The researchers point out that while animal research consistently shows PFAS exposure is connected to abnormal accumulation of fat in the liver, it is difficult to make the same conclusion about humans because there is little biopsy-confirmed data about NAFLD in the existing human research.
“We see that the prevalence of NAFLD in humans is increasing but the explanations are unclear,” said Sarah Rock, MPH, a Ph.D. student in the department of population and public health sciences at the Keck School of Medicine, and one of the lead authors of the study. “Though the human research connecting PFAS to liver disease is limited, there is much evidence in animal research showing the hepatotoxicity of PFAS. A challenge for PFAS researchers is that humans are exposed to mixtures of hundreds if not thousands of these chemicals. Mixture analyses are one potential tool for addressing this complexity in the future.”
A persistent risk
PFAS, which is present in a wide range of products including non-stick cookware, stain-resistant carpet and furniture, waterproof clothing, and fast-food wrappers, was first detected in the blood of people exposed to these chemicals in the workplace in the 1970s.
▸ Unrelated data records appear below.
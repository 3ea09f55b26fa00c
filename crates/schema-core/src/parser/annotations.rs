//! Annotations and annotation values
//!
//! ```text
//! [Type]                      bare
//! [Type(value, value)]        positional
//! [Type(field = value, ...)]  named
//! ```

use super::{Marker, Parser, Recovery};
use crate::lexer::TokenKind;
use crate::syntax::NodeKind;

pub(crate) fn annotation(p: &mut Parser<'_>) {
    let m = p.mark();
    p.bump(); // '['

    if !p.at(TokenKind::Identifier) {
        let message = "Expected type after '['.".to_string();
        p.error(Some((m, NodeKind::Annotation)), Recovery::Annotation, message);
        return;
    }
    p.bump_as(NodeKind::TypeNameRef);

    if p.at(TokenKind::LParen) {
        // '(' name '=' selects the named form
        if p.nth(2) == Some(TokenKind::Equals) {
            p.bump();
            loop {
                let entry = p.mark();
                if !p.at(TokenKind::Identifier) {
                    entry.abandon(p);
                    let message = format!("Expected field name in annotation, found '{}'.", p.found());
                    p.error(Some((m, NodeKind::Annotation)), Recovery::Annotation, message);
                    return;
                }
                let field = p.text();
                p.bump_as(NodeKind::FieldRef);

                if !p.at(TokenKind::Equals) {
                    entry.abandon(p);
                    let message = format!("Expected '=' after '{}'.", field);
                    p.error(Some((m, NodeKind::Annotation)), Recovery::Annotation, message);
                    return;
                }
                p.bump();
                let value = annotation_value(p);
                close(p, entry, NodeKind::AnnotationQualifier, value);

                if p.at(TokenKind::RParen) {
                    p.bump();
                    break;
                }
                if !p.at(TokenKind::Comma) {
                    let message = format!("Expected ',' or ')' in annotation, found '{}'.", p.found());
                    p.error(Some((m, NodeKind::Annotation)), Recovery::Annotation, message);
                    return;
                }
                p.bump();
            }
        } else {
            field_array(p);
        }
    }

    let message = format!("Expected end of annotation ']', found '{}'.", p.found());
    p.expect_closing(m, NodeKind::Annotation, TokenKind::RBracket, Recovery::Annotation, message);
}

/// `( value, ... )`
///
/// Closed as incomplete when any argument failed to parse. Returns whether
/// the list is complete.
fn field_array(p: &mut Parser<'_>) -> bool {
    let m = p.mark();
    p.bump(); // '('

    let mut clean = true;
    if !p.at(TokenKind::RParen) {
        loop {
            if p.at_eof() {
                break;
            }
            clean &= annotation_value(p);
            if p.at(TokenKind::RParen) {
                break;
            }
            if !p.at(TokenKind::Comma) {
                let message = format!("Expected ',' or ')' in argument list, found '{}'.", p.found());
                p.error(
                    Some((m, NodeKind::FieldArray)),
                    Recovery::Delimited(TokenKind::RParen),
                    message,
                );
                return false;
            }
            p.bump();
        }
    }

    if !p.at(TokenKind::RParen) {
        let message = "Expected ')' to close argument list.".to_string();
        p.error(Some((m, NodeKind::FieldArray)), Recovery::Delimited(TokenKind::RParen), message);
        return false;
    }
    p.bump();
    close(p, m, NodeKind::FieldArray, clean)
}

/// Parse one value; `false` when it or anything inside it failed
pub(crate) fn annotation_value(p: &mut Parser<'_>) -> bool {
    match p.current() {
        Some(TokenKind::Integer) => number(p),
        Some(TokenKind::Boolean) => {
            p.bump_as(NodeKind::PrimitiveBool);
            true
        }
        Some(TokenKind::String) => {
            p.bump_as(NodeKind::PrimitiveString);
            true
        }
        Some(TokenKind::LBracket) => p.nested(list).unwrap_or(false),
        Some(TokenKind::LBrace) => p.nested(map).unwrap_or(false),
        Some(TokenKind::Identifier) if p.text() == "_" => {
            p.bump_as(NodeKind::EmptyOption);
            true
        }
        Some(TokenKind::Identifier) if p.nth(1) == Some(TokenKind::LParen) => {
            p.nested(new_instance).unwrap_or(false)
        }
        Some(TokenKind::Identifier) => {
            p.bump_as(NodeKind::EnumOrInstanceRef);
            true
        }
        _ => {
            let message = format!("Unknown value '{}'.", p.found());
            p.error_here(message);
            false
        }
    }
}

fn close(p: &mut Parser<'_>, m: Marker, kind: NodeKind, clean: bool) -> bool {
    if clean {
        m.done(p, kind);
    } else {
        m.done_incomplete(p, kind);
    }
    clean
}

/// `Name( value, ... )`
fn new_instance(p: &mut Parser<'_>) -> bool {
    let m = p.mark();
    p.bump_as(NodeKind::NewInstanceName);
    let clean = field_array(p);
    m.done(p, NodeKind::NewInstance);
    clean
}

/// `1` or `1.5`, which lexes as integer, `.`, integer
fn number(p: &mut Parser<'_>) -> bool {
    let m = p.mark();
    let whole = p.text();
    p.bump();

    if !p.at_word(".") {
        m.done(p, NodeKind::PrimitiveInt);
        return true;
    }
    p.bump();

    if !p.at(TokenKind::Integer) {
        let message = format!("Expected digits after '{}.'.", whole);
        p.error(Some((m, NodeKind::PrimitiveDouble)), Recovery::Value, message);
        return false;
    }
    p.bump();
    m.done(p, NodeKind::PrimitiveDouble);
    true
}

fn list(p: &mut Parser<'_>) -> bool {
    let m = p.mark();
    p.bump(); // '['

    if p.at(TokenKind::RBracket) {
        p.bump();
        m.done(p, NodeKind::FieldList);
        return true;
    }

    let mut clean = true;
    loop {
        clean &= annotation_value(p);
        if p.at(TokenKind::RBracket) {
            p.bump();
            break;
        }
        if !p.at(TokenKind::Comma) {
            let message = format!("Expected ',' or ']' in list, found '{}'.", p.found());
            p.error(
                Some((m, NodeKind::FieldList)),
                Recovery::Delimited(TokenKind::RBracket),
                message,
            );
            return false;
        }
        p.bump();
    }
    close(p, m, NodeKind::FieldList, clean)
}

fn map(p: &mut Parser<'_>) -> bool {
    let m = p.mark();
    p.bump(); // '{'

    if p.at(TokenKind::RBrace) {
        p.bump();
        m.done(p, NodeKind::FieldMap);
        return true;
    }

    let mut clean = true;
    loop {
        let entry = p.mark();
        let key = annotation_value(p);
        if !p.at(TokenKind::Colon) {
            entry.abandon(p);
            let message = format!("Expected ':' in map entry, found '{}'.", p.found());
            p.error(Some((m, NodeKind::FieldMap)), Recovery::Delimited(TokenKind::RBrace), message);
            return false;
        }
        p.bump();
        let value = annotation_value(p);
        clean &= close(p, entry, NodeKind::FieldMapEntry, key && value);

        if p.at(TokenKind::RBrace) {
            p.bump();
            break;
        }
        if !p.at(TokenKind::Comma) {
            let message = format!("Expected ',' or '}}' in map, found '{}'.", p.found());
            p.error(Some((m, NodeKind::FieldMap)), Recovery::Delimited(TokenKind::RBrace), message);
            return false;
        }
        p.bump();
    }
    close(p, m, NodeKind::FieldMap, clean)
}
In the 1990s, it was found in the blood of the general population, which led to growing awareness of the potential health risks. Because they are long-lasting, PFAS are in the drinking water in most states, many food products, and indoor and outdoor air. Some manufacturers in the U.S. have phased out the use of PFOA and PFOS, but the researchers noted that the risk of exposure remains.
“This research clearly shows that PFAS need to be taken seriously as a human health concern because even after they are phased out, they persist in the environment,” said Elizabeth Costello, MPH, Ph.D. student in the department of population and public health sciences at the Keck School of Medicine and the other lead author of the study. “There is enough evidence, we believe, to demonstrate a need to clean up sources of exposure to PFAS and to prevent future exposures.”
This systematic approach integrates the human population evidence for PFAS and liver damage with the parallel experimental evidence for PFAS and hepatoxicity. “This full landscape makes it increasingly clear that humans are not somehow exempt from PFAS hepatotoxicity,” said Alan Ducatman MD, MS, co-author of the invited perspective that accompanies the paper. “Understanding more about how PFAS injure the liver may allow us to more confidently predict which PFAS will be responsible and if any are safe,” Ducatman added. “In addition to preventing future exposures, the data show why there should be serious consideration of what can be done for those who already live or work in high PFAS exposure circumstances.”
About the study
Additional authors of this study include Nikos Stratakis, Sandrah P. Eckel, Hugo Rosen, David V. Conti, and Rob McConnell from the Keck School of Medicine of USC; Douglas I. Walker and Damaskini Valvi from the Icahn School of Medicine at Mount Sinai; Dora Cserbik from the Barcelona Institute for Global Health; Todd Jenkins and Stavra A. Xanthakos from the Cincinnati Children’s Hospital Medical Center; Rohit Kohli from the Children’s Hospital Los Angeles; Stephanie Sisley from the Baylor College of Medicine; Vasilis Vasiliou from the Yale School of Public Health; and Michele A. La Merrill from the University of California, Davis.
The researchers would like to acknowledge the source for funding this research: the National Institute of Environmental Health Sciences (R01ES030691).